Enable protected keychain
User Configuration > Policies > Centrify Settings > Mac OS X Settings > Security & Privacy Settings > Keychain Policies > Enable protected keychain
Create a new keychain protected by either an asymmetric token stored on a smart card or by a password, depending on the log in type. Enabling this policy requires users to have the smart card present to unlock the token-protected keychain.
When the smart card is renewed it will no longer unlock the protected keychain. There is no way to export a token-protected keychain; you will have to recreate the keychain items in the new token-protected keychain. In addition, if a smart card is lost, there is no way to recover items from the token-protected keychain.

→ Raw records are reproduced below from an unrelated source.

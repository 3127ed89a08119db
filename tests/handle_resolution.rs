#![cfg(test)]

use sharewatch::FolderHandle;
use tempfile::TempDir;

#[test]
fn a_handle_resolves_fresh_while_nothing_moves() {
    let temp = TempDir::new().unwrap();
    let dir = temp.path().join("inbox");
    std::fs::create_dir(&dir).unwrap();

    let handle = FolderHandle::capture(&dir).unwrap();
    let resolved = handle.resolve();
    assert!(!resolved.stale);
    assert_eq!(resolved.path, handle.stored_path());
}

#[test]
#[cfg(unix)]
fn a_renamed_folder_is_found_again_and_flagged_stale() {
    let temp = TempDir::new().unwrap();
    let original = temp.path().join("inbox");
    std::fs::create_dir(&original).unwrap();
    std::fs::write(original.join("doc.txt"), "x").unwrap();

    let handle = FolderHandle::capture(&original).unwrap();

    let renamed = temp.path().join("inbox-2026");
    std::fs::rename(&original, &renamed).unwrap();

    let resolved = handle.resolve();
    assert!(resolved.stale, "rename must be reported");
    assert_eq!(resolved.path, renamed.canonicalize().unwrap());
    assert!(resolved.path.join("doc.txt").exists());
}

#[test]
#[cfg(unix)]
fn a_persisted_handle_still_follows_a_rename() {
    let temp = TempDir::new().unwrap();
    let original = temp.path().join("inbox");
    std::fs::create_dir(&original).unwrap();

    let handle = FolderHandle::capture(&original).unwrap();
    let json = serde_json::to_string(&handle).unwrap();

    let renamed = temp.path().join("renamed");
    std::fs::rename(&original, &renamed).unwrap();

    let restored: FolderHandle = serde_json::from_str(&json).unwrap();
    let resolved = restored.resolve();
    assert!(resolved.stale);
    assert_eq!(resolved.path, renamed.canonicalize().unwrap());
}

#[test]
fn a_vanished_folder_keeps_the_handle_usable() {
    let temp = TempDir::new().unwrap();
    let dir = temp.path().join("inbox");
    std::fs::create_dir(&dir).unwrap();
    let handle = FolderHandle::capture(&dir).unwrap();
    let stored = handle.stored_path().to_path_buf();

    std::fs::remove_dir(&dir).unwrap();
    let resolved = handle.resolve();
    assert!(resolved.stale);
    assert_eq!(resolved.path, stored);

    // A recreated folder at the same path is a different directory;
    // enumeration still proceeds against it best-effort.
    std::fs::create_dir(&dir).unwrap();
    let resolved = handle.resolve();
    assert_eq!(resolved.path, stored);
}
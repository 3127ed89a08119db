#![cfg(test)]

use assert_cmd::cargo::cargo_bin_cmd;
use predicates::prelude::*;
use tempfile::TempDir;

/// Every invocation gets its own HOME so tests never touch real state.
fn isolated_home() -> TempDir {
    TempDir::new().unwrap()
}

#[test]
fn status_without_a_target_says_so() {
    let home = isolated_home();
    cargo_bin_cmd!("sharewatch")
        .env("HOME", home.path())
        .arg("status")
        .assert()
        .success()
        .stdout(predicate::str::contains("No target configured"));
}

#[test]
fn watch_without_a_target_does_not_start_a_loop() {
    let home = isolated_home();
    cargo_bin_cmd!("sharewatch")
        .env("HOME", home.path())
        .arg("watch")
        .assert()
        .success()
        .stdout(predicate::str::contains("No target configured"));
}

#[test]
fn config_set_and_show_round_trip() {
    let home = isolated_home();
    cargo_bin_cmd!("sharewatch")
        .env("HOME", home.path())
        .args([
            "config",
            "set",
            "--server",
            "smb://files.example.net",
            "--username",
            "alice",
            "--interval",
            "10",
        ])
        .assert()
        .success();

    cargo_bin_cmd!("sharewatch")
        .env("HOME", home.path())
        .args(["config", "show", "--json"])
        .assert()
        .success()
        .stdout(predicate::str::contains("smb://files.example.net"))
        .stdout(predicate::str::contains("\"check_interval_minutes\": 10"));
}

#[test]
fn config_set_rejects_an_out_of_range_interval() {
    let home = isolated_home();
    cargo_bin_cmd!("sharewatch")
        .env("HOME", home.path())
        .args(["config", "set", "--interval", "0"])
        .assert()
        .failure()
        .stderr(predicate::str::contains("check interval"));
}

#[test]
fn target_set_show_and_clear() {
    let home = isolated_home();
    let watched = home.path().join("watched");
    std::fs::create_dir(&watched).unwrap();

    cargo_bin_cmd!("sharewatch")
        .env("HOME", home.path())
        .args(["target", "set"])
        .arg(&watched)
        .assert()
        .success()
        .stdout(predicate::str::contains("Watching"));

    cargo_bin_cmd!("sharewatch")
        .env("HOME", home.path())
        .args(["target", "show"])
        .assert()
        .success()
        .stdout(predicate::str::contains("watched"));

    cargo_bin_cmd!("sharewatch")
        .env("HOME", home.path())
        .args(["target", "clear"])
        .assert()
        .success();

    cargo_bin_cmd!("sharewatch")
        .env("HOME", home.path())
        .args(["target", "show"])
        .assert()
        .success()
        .stdout(predicate::str::contains("No target configured"));
}

#[test]
fn target_set_refuses_a_missing_folder() {
    let home = isolated_home();
    cargo_bin_cmd!("sharewatch")
        .env("HOME", home.path())
        .args(["target", "set"])
        .arg(home.path().join("does-not-exist"))
        .assert()
        .failure()
        .stderr(predicate::str::contains("not found"));
}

The Set as user default keychain option is selected by default. This option is required to be able to log in with a password after this group policy takes effect. With this option set, the default keychain will be switched based on the login type (smart card login or password login). Deselect this option to leave the existing login keychain as the default keychain.

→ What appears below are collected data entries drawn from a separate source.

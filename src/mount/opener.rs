use super::uri::ConnectionUri;
use crate::error::MountError;
use async_trait::async_trait;
use std::path::PathBuf;
use std::time::{Duration, Instant};
use tracing::debug;

/// Result of one invocation of the OS share opener
#[derive(Debug)]
pub struct MountAttempt {
    pub success: bool,

    /// Combined stdout and stderr, verbatim. Callers must redact before
    /// surfacing it anywhere.
    pub output: String,

    pub duration: Duration,
}

/// Hand-off to the OS facility that mounts a share from a connection URI
#[async_trait]
pub trait ShareMounter: Send + Sync {
    async fn mount(&self, uri: &ConnectionUri) -> Result<MountAttempt, MountError>;
}

/// Subprocess-backed mounter using the platform's URI handler:
/// `open <uri>` on macOS, `gio mount <uri>` on Linux.
pub struct OsShareMounter {
    program: PathBuf,
    leading_args: Vec<String>,
}

impl OsShareMounter {
    #[cfg(any(target_os = "linux", target_os = "macos"))]
    pub fn new() -> Result<Self, MountError> {
        #[cfg(target_os = "macos")]
        let (opener, leading_args) = (crate::platform::macos::OPENER_CMD, Vec::new());

        #[cfg(target_os = "linux")]
        let (opener, leading_args) = (
            crate::platform::linux::OPENER_CMD,
            vec![crate::platform::linux::OPENER_MOUNT_ARG.to_string()],
        );

        let program = which::which(opener).map_err(|_| MountError::OpenerNotFound {
            tool: opener.to_string(),
        })?;
        Ok(Self {
            program,
            leading_args,
        })
    }

    #[cfg(not(any(target_os = "linux", target_os = "macos")))]
    pub fn new() -> Result<Self, MountError> {
        Err(MountError::OpenerNotFound {
            tool: "share opener".to_string(),
        })
    }
}

#[async_trait]
impl ShareMounter for OsShareMounter {
    async fn mount(&self, uri: &ConnectionUri) -> Result<MountAttempt, MountError> {
        debug!(
            "Mount command: {} {} {}",
            self.program.display(),
            self.leading_args.join(" "),
            uri.redacted()
        );

        let start = Instant::now();
        // output() waits for exit and reaps the child on every path
        let output = tokio::process::Command::new(&self.program)
            .args(&self.leading_args)
            .arg(uri.expose())
            .output()
            .await?;
        let duration = start.elapsed();

        let mut combined = String::from_utf8_lossy(&output.stdout).into_owned();
        combined.push_str(&String::from_utf8_lossy(&output.stderr));

        Ok(MountAttempt {
            success: output.status.success(),
            output: combined.trim().to_string(),
            duration,
        })
    }
}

The Delete the Password protected ‘Login’ Keychain after login option is deselected by default. Select this option to delete the existing password-protected ‘Login’ Keychain after logging in with a smart card, leaving no keychains that can be unlocked without a smart card. This option is required to be able to log in with a password after this group policy takes effect without seeing keychain errors.
Note: This feature is not supported on OS X 10.10 and earlier.